The prime minister of Equatorial Guinea, Candido Muatetema Rivas, has accused Gabon of illegally occupying a tiny island off the coast of both countries.
Mr Rivas asked Gabon to withdraw its paramilitary police from the isle of Mbagne, which is located in potentially oil-rich waters in the bay of Corisco.
The foreign minister of Equatorial Guinea, Pastor Micha Ondo, is in the Gabonese capital, Libreville, to hand over a message to President Omar Bongo.
No details have been given about the message.
Equatorial Guinea and Gabon, both oil rich states, have both been claiming sovereignty over the islands in the bay of Corisco for the last three decades.
In 1970, Gabon sent troops to occupy the island.
The prime minister said in a statement read out on national television: "The government of the Republic of Equatorial Guinea has claimed the island of Mbagne as part of its national territory from colonial times until now."
In February, Ali Bongo, the son of the Gabonese president took a group of people to the isle of Mbagne as "a reaffirmation of our sovereignty over the strategic part of our territory".
He was accompanied by Gabon's army and navy chiefs as well as the commander in chief of the gendarmerie or military police.
Mr Rivas said the visit was "untimely".
A small but well trained gendarmerie are reported to be on the isle Mbagne.

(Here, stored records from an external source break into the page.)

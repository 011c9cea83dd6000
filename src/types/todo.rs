//! Todo entity types

use serde::{Deserialize, Serialize};

use super::ids::TodoId;

/// A stored todo; always carries its identifier
#[derive(Debug, Clone, PartialEq, Eq, Serialize, Deserialize)]
pub struct Todo {
    /// Identifier, immutable once assigned
    #[serde(rename = "_id")]
    pub id: TodoId,
    /// Non-empty title
    pub title: String,
    /// Free text, empty by default
    #[serde(default)]
    pub description: String,
    /// Due time in ms since the Unix epoch, positive when present
    #[serde(default)]
    pub duetime: Option<i64>,
    /// Completion flag
    #[serde(rename = "isDone", default)]
    pub is_done: bool,
}

/// A validated todo that may not have an identifier yet
#[derive(Debug, Clone, PartialEq, Eq)]
pub struct TodoDraft {
    /// Present on updates, absent on creation
    pub id: Option<TodoId>,
    /// Non-empty title
    pub title: String,
    /// Free text
    pub description: String,
    /// Due time in ms since the Unix epoch
    pub duetime: Option<i64>,
    /// Completion flag
    pub is_done: bool,
}

impl TodoDraft {
    /// Draft with defaults for everything but the title
    pub fn titled(title: impl Into<String>) -> Self {
        Self {
            id: None,
            title: title.into(),
            description: String::new(),
            duetime: None,
            is_done: false,
        }
    }

    /// Turn the draft into an entity under the given id
    pub fn into_todo(self, id: TodoId) -> Todo {
        Todo {
            id,
            title: self.title,
            description: self.description,
            duetime: self.duetime,
            is_done: self.is_done,
        }
    }
}

#[cfg(test)]
mod tests {
    use super::*;
    use serde_json::json;

    #[test]
    fn test_wire_shape() {
        let todo = TodoDraft::titled("Buy milk").into_todo(TodoId::from(7));
        assert_eq!(
            serde_json::to_value(&todo).unwrap(),
            json!({"_id": "7n", "title": "Buy milk", "description": "", "duetime": null, "isDone": false})
        );
    }

    #[test]
    fn test_deserialize_fills_defaults() {
        let todo: Todo = serde_json::from_value(json!({"_id": "3n", "title": "x"})).unwrap();
        assert_eq!(todo, TodoDraft::titled("x").into_todo(TodoId::from(3)));
    }
}
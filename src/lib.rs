//! Todo service - a REST backend for todo entries
//!
//! Todos are identified by arbitrary-precision integers. On the wire those
//! travel as `<digits>n` strings ([`codec`]); in the document store they
//! become fixed-width 96-bit object ids ([`storage::bridge`]).
#![warn(missing_docs)]

// Core foundational modules
pub mod core;
pub mod codec;
pub mod types;

// Main functional modules
pub mod storage;
pub mod todo;
pub mod api;

// Re-export commonly used items for convenience
pub use core::{Config, Error, Result};
pub use types::{Todo, TodoDraft, TodoId};

/// Crate version information
pub const VERSION: &str = env!("CARGO_PKG_VERSION");
/// Crate name
pub const NAME: &str = env!("CARGO_PKG_NAME");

In 1972, the isle of Mbagne was described in a document, known as the Brazzaville Communique as a "neutral zone".
It resulted from a meeting held in Congo Brazzaville which had called on both sides to settle their differences amicably.
Both Equatorial Guinea and Gabon are lead by long serving presidents with a tight grip on power.
Since the discovery of large oil and gas deposits off Bioko in the mid-1990s, Equatorial Guinea has experienced an economic boom.
Gabon has the highest income per capita in the region thanks to its oil wealth, which accounts for 80% of exports.